Dans d'autres cas, il s'agit carrément de transgressions à la norme, voire à la loi. Par exemple, l'étude cite le refus de travailler avec une femme (8%), la volonté de ne travailler qu'avec des coreligionnaires (8%), ou encore le refus de réaliser des tâches pour motifs religieux (5%).
Cela étant, des cas aussi extrêmes sont une rareté. De fait, 76% des managers n'ont jamais, ou rarement, eu à intervenir pour des problèmes aussi compliqués. En vérité, seulement 2% des managers sont souvent amenés à faire face à ce sujet, soit une ou plusieurs fois par semaine.
Comment réagissent alors, en général, les managers? Ils règlent le différend par le dialogue, au cas par cas. Ce n'est que dans 3% des cas que l'on débouche sur une impasse : l'employé concerné menace de porter plainte pour discrimination; l'employé remet en cause la légitimé de l'entreprise pour statuer; l'employé refuse toute discussion; etc.
«Le fait religieux ne suscite pas, ou rarement, d'hostilité lorsqu'il correspond à une pratique personnelle, visible, sans s'imposer aux autres et qu'il n'interfère pas avec la réalisation du travail. Néanmoins, les Français attendent de l'entreprise une "neutralité affirmée" en matière de religion, soit une fermeté face à des comportements religieux qui viseraient à modifier le fonctionnement de l'organisation», indique l'étude.
Deux exemples : 89% des personnes interrogées dans le cadre du sondage trouvent inacceptable de refuser de réaliser des tâches pour des motifs religieux; et 94% estiment qu'on ne peut pas prier pendant le temps de travail. Deux exemples qu'il convient, toutefois, de nuancer : 60% des personnes interrogées considèrent qu'il est tout à fait acceptable de prier pendant les pauses; la même proportion (60%) estime qu'on n'a pas à demander la permission à l'entreprise pour cela. «La question de la religion n'est donc pas un tabou au travail», résume l'étude.
Une interrogation saute aux yeux : quel est le principe de neutralité auquel les Français font ainsi référence? Cette neutralité correspond à «une conception très étendue de la laïcité», qui nécessite d'être «articulée avec le respect des personnes». Ce qui, on le voit bien, est quelque chose de «complexe».
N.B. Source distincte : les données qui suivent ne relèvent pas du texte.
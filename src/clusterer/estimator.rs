use std::path::Path;

use tracing::{info, warn};

use crate::cluster::kmeans::KMeans;
use crate::cluster::Clusterer;
use crate::clusterer::checkpoint::{checkpoint_path, resolve_checkpoint, unique_token};
use crate::clusterer::config::AeBiGruConfig;
use crate::clusterer::latent::encode;
use crate::clusterer::random::RandomState;
use crate::clusterer::state::FittedState;
use crate::data::batch::TimeSeriesBatch;
use crate::error::{Error, Result};
use crate::math::matrix::Matrix;
use crate::model::assembler::{assemble, CompileSettings};
use crate::model::autoencoder::AutoEncoder;
use crate::network::builder::AeBiGruNetwork;
use crate::train::callbacks::{Callback, ModelCheckpoint, ReduceLrOnPlateau};
use crate::train::epoch_stats::History;
use crate::train::loop_fn::train_loop;
use crate::train::train_config::{effective_batch_size, TrainConfig};

/// Clusters multivariate time series in the latent space of a bidirectional
/// GRU auto-encoder.
///
/// `fit` trains the auto-encoder to reconstruct its input, keeps the best
/// checkpoint, encodes the training data and fits `C` on the codes.
/// Inference (`transform`, `predict`, `score`) only reads the fitted state.
///
/// Input batches are `(case, channel, timepoint)`; the channel and timepoint
/// counts seen by `fit` are required for every later call.
pub struct AeBiGruClusterer<C = KMeans> {
    config: AeBiGruConfig,
    estimator: C,
    random_state: RandomState,
    callbacks: Option<Vec<Box<dyn Callback>>>,
    /// Gives an unseeded estimator the seed drawn for each fit.
    seed_estimator: Option<fn(&mut C, u64)>,
    fitted: Option<FittedState<C>>,
}

fn seed_kmeans(kmeans: &mut KMeans, seed: u64) {
    kmeans.seed.get_or_insert(seed);
}

impl AeBiGruClusterer<KMeans> {
    /// Uses k-means with `n_clusters` (2 by default) on the latent codes.
    pub fn new(config: AeBiGruConfig) -> Result<Self> {
        config.validate()?;
        let mut kmeans = KMeans::new(config.n_clusters.unwrap_or(2));
        if let Some(params) = &config.clustering_params {
            warn!("clustering_params is deprecated, pass a configured estimator instead");
            kmeans = kmeans.with_params(params);
        }
        if let Some(seed) = config.random_state {
            kmeans = kmeans.with_seed(seed);
        }
        let mut clst = AeBiGruClusterer::build(config, kmeans);
        clst.seed_estimator = Some(seed_kmeans);
        Ok(clst)
    }
}

impl<C: Clusterer + Clone> AeBiGruClusterer<C> {
    /// Uses `estimator` on the latent codes. It is cloned for every fit, so
    /// the value passed here stays unfitted.
    pub fn with_estimator(config: AeBiGruConfig, estimator: C) -> Result<Self> {
        config.validate()?;
        if config.n_clusters.is_some() || config.clustering_params.is_some() {
            warn!("n_clusters and clustering_params are ignored when an estimator is supplied");
        }
        Ok(AeBiGruClusterer::build(config, estimator))
    }

    fn build(config: AeBiGruConfig, estimator: C) -> Self {
        let random_state = RandomState::from(config.random_state);
        AeBiGruClusterer { config, estimator, random_state, callbacks: None, seed_estimator: None, fitted: None }
    }

    pub fn with_random_state(mut self, random_state: RandomState) -> Self {
        self.random_state = random_state;
        self
    }

    /// Replaces the default learning-rate schedule with `callbacks`. A
    /// best-model checkpoint callback is always appended.
    pub fn with_callbacks(mut self, callbacks: Vec<Box<dyn Callback>>) -> Self {
        self.callbacks = Some(callbacks);
        self
    }

    pub fn config(&self) -> &AeBiGruConfig {
        &self.config
    }

    pub fn network(&self) -> AeBiGruNetwork {
        AeBiGruNetwork::new(self.config.network_config())
    }

    /// Builds and compiles an untrained auto-encoder for
    /// `(n_timepoints, n_channels)` with weights drawn from `seed`.
    pub fn build_model(&self, input_shape: (usize, usize), seed: u64) -> Result<AutoEncoder> {
        let settings = CompileSettings {
            loss: &self.config.loss,
            metrics: self.config.metrics.as_ref(),
            optimizer: self.config.optimizer.as_ref(),
        };
        assemble(&self.network(), input_shape, &settings, seed)
    }

    // ── Fitted state ──────────────────────────────────────────────────────

    pub fn is_fitted(&self) -> bool {
        self.fitted.is_some()
    }

    pub fn fitted(&self) -> Option<&FittedState<C>> {
        self.fitted.as_ref()
    }

    fn state(&self, method: &'static str) -> Result<&FittedState<C>> {
        self.fitted.as_ref().ok_or(Error::NotFitted(method))
    }

    pub fn model(&self) -> Result<&AutoEncoder> {
        Ok(&self.state("model")?.model)
    }

    pub fn training_model(&self) -> Result<&AutoEncoder> {
        Ok(&self.state("training_model")?.training_model)
    }

    pub fn history(&self) -> Result<&History> {
        Ok(&self.state("history")?.history)
    }

    /// The clusterer fitted on the training codes.
    pub fn estimator(&self) -> Result<&C> {
        Ok(&self.state("estimator")?.estimator)
    }

    // ── Fit ───────────────────────────────────────────────────────────────

    /// Trains the auto-encoder on `x` and fits the clusterer on its latent
    /// codes. Any error leaves the estimator unfitted.
    pub fn fit(&mut self, x: &TimeSeriesBatch) -> Result<&mut Self> {
        self.fitted = None;

        let sequences = x.to_sequences();
        let input_shape = sequences.sample_shape();
        let seed = self.random_state.draw_seed();
        info!(n_cases = sequences.len(), input_shape = ?input_shape, seed, "fitting auto-encoder clusterer");

        let mut training_model = self.build_model(input_shape, seed)?;
        if self.config.verbose {
            for line in training_model.summary() {
                info!("{line}");
            }
        }

        let batch_size = effective_batch_size(
            sequences.len(),
            self.config.batch_size,
            self.config.use_mini_batch_size,
        );
        let file_name = if self.config.save_best_model {
            self.config.best_file_name.clone()
        } else {
            unique_token()
        };
        let best_path = checkpoint_path(&self.config.file_path, &file_name);

        let user_callbacks = self.callbacks.take();
        let has_user_callbacks = user_callbacks.is_some();
        let mut callbacks: Vec<Box<dyn Callback>> = match user_callbacks {
            Some(list) => list,
            None => vec![Box::new(ReduceLrOnPlateau::default())],
        };
        let n_kept = callbacks.len();
        callbacks.push(Box::new(ModelCheckpoint::new(&best_path, "loss", true)));

        let train_config = TrainConfig::new(self.config.n_epochs, batch_size, seed)
            .verbose(self.config.verbose);
        let trained = train_loop(
            &mut training_model,
            sequences.samples(),
            sequences.samples(),
            &train_config,
            &mut callbacks,
        );

        callbacks.truncate(n_kept);
        if has_user_callbacks {
            self.callbacks = Some(callbacks);
        }
        let history = match trained {
            Ok(history) => history,
            Err(err) => {
                if !self.config.save_best_model && best_path.is_file() {
                    if let Err(e) = std::fs::remove_file(&best_path) {
                        warn!(path = %best_path.display(), error = %e, "could not remove checkpoint after failed training");
                    }
                }
                return Err(err);
            }
        };

        let resolution = resolve_checkpoint(&best_path, &training_model, self.config.save_best_model)?;
        let loaded_from_checkpoint = resolution.is_loaded();
        let mut model = resolution.into_model();

        if self.config.save_last_model {
            let last_path = checkpoint_path(&self.config.file_path, &self.config.last_file_name);
            training_model.save_json(&last_path)?;
            info!(path = %last_path.display(), "saved last-epoch model");
        }

        let latent = encode(&model, sequences.samples())?;
        let mut estimator = self.estimator.clone();
        if let Some(seed_estimator) = self.seed_estimator {
            seed_estimator(&mut estimator, seed);
        }
        estimator.fit(&latent)?;
        info!(n_codes = latent.rows, code_dim = latent.cols, "fitted clusterer on latent codes");

        drop(latent);
        drop(sequences);
        training_model.release_buffers();
        model.release_buffers();

        self.fitted = Some(FittedState {
            training_model,
            model,
            input_shape,
            estimator,
            history,
            random_state: Some(seed),
            file_name: Some(file_name),
            loaded_from_checkpoint,
        });
        Ok(self)
    }

    // ── Inference ─────────────────────────────────────────────────────────

    /// Latent codes of `x`, one row per case.
    pub fn transform(&self, x: &TimeSeriesBatch) -> Result<Matrix> {
        let state = self.state("transform")?;
        let (_, n_channels, n_timepoints) = x.shape();
        let (fit_timepoints, fit_channels) = state.input_shape;
        if (n_channels, n_timepoints) != (fit_channels, fit_timepoints) {
            return Err(Error::ShapeMismatch {
                expected: vec![fit_channels, fit_timepoints],
                got: vec![n_channels, n_timepoints],
            });
        }
        encode(&state.model, x.to_sequences().samples())
    }

    /// Cluster label of every case.
    pub fn predict(&self, x: &TimeSeriesBatch) -> Result<Vec<usize>> {
        let latent = self.transform(x)?;
        self.state("predict")?.estimator.predict(&latent)
    }

    /// The fitted clusterer's score of the latent codes of `x`.
    pub fn score(&self, x: &TimeSeriesBatch) -> Result<f64> {
        let latent = self.transform(x)?;
        self.state("score")?.estimator.score(&latent)
    }

    /// Installs a previously saved auto-encoder and an already fitted
    /// clusterer, skipping training.
    pub fn load_pretrained(&mut self, path: impl AsRef<Path>, estimator: C) -> Result<&mut Self> {
        self.fitted = None;
        let model = AutoEncoder::load_json(path.as_ref())?.into_uncompiled();
        model.encoder()?;
        let input_shape = model.input_shape()?;
        info!(path = %path.as_ref().display(), input_shape = ?input_shape, "loaded pretrained auto-encoder");

        self.fitted = Some(FittedState {
            training_model: model.clone(),
            model,
            input_shape,
            estimator,
            history: History::default(),
            random_state: None,
            file_name: None,
            loaded_from_checkpoint: true,
        });
        Ok(self)
    }
}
«La grande majorité des Français (78%) pensent que l'entreprise ne doit pas s'adapter pour tenir compte des demandes et des contraintes à caractère religieux de ses salariés. Et 72% d'entre eux estiment que les signes religieux ostentatoires devraient être proscrits de l'espace de travail», souligne l'étude.
Des opinions qu'on retrouve chez les pratiquants réguliers, dans une moindre mesure : 65% pensent que l'entreprise ne doit pas faire d'accommodements raisonnables et 51% sont favorables à l'interdiction des signes religieux visibles. À noter que l'appartenance religieuse ne génère pas de différence de positionnement sur ces deux points-là.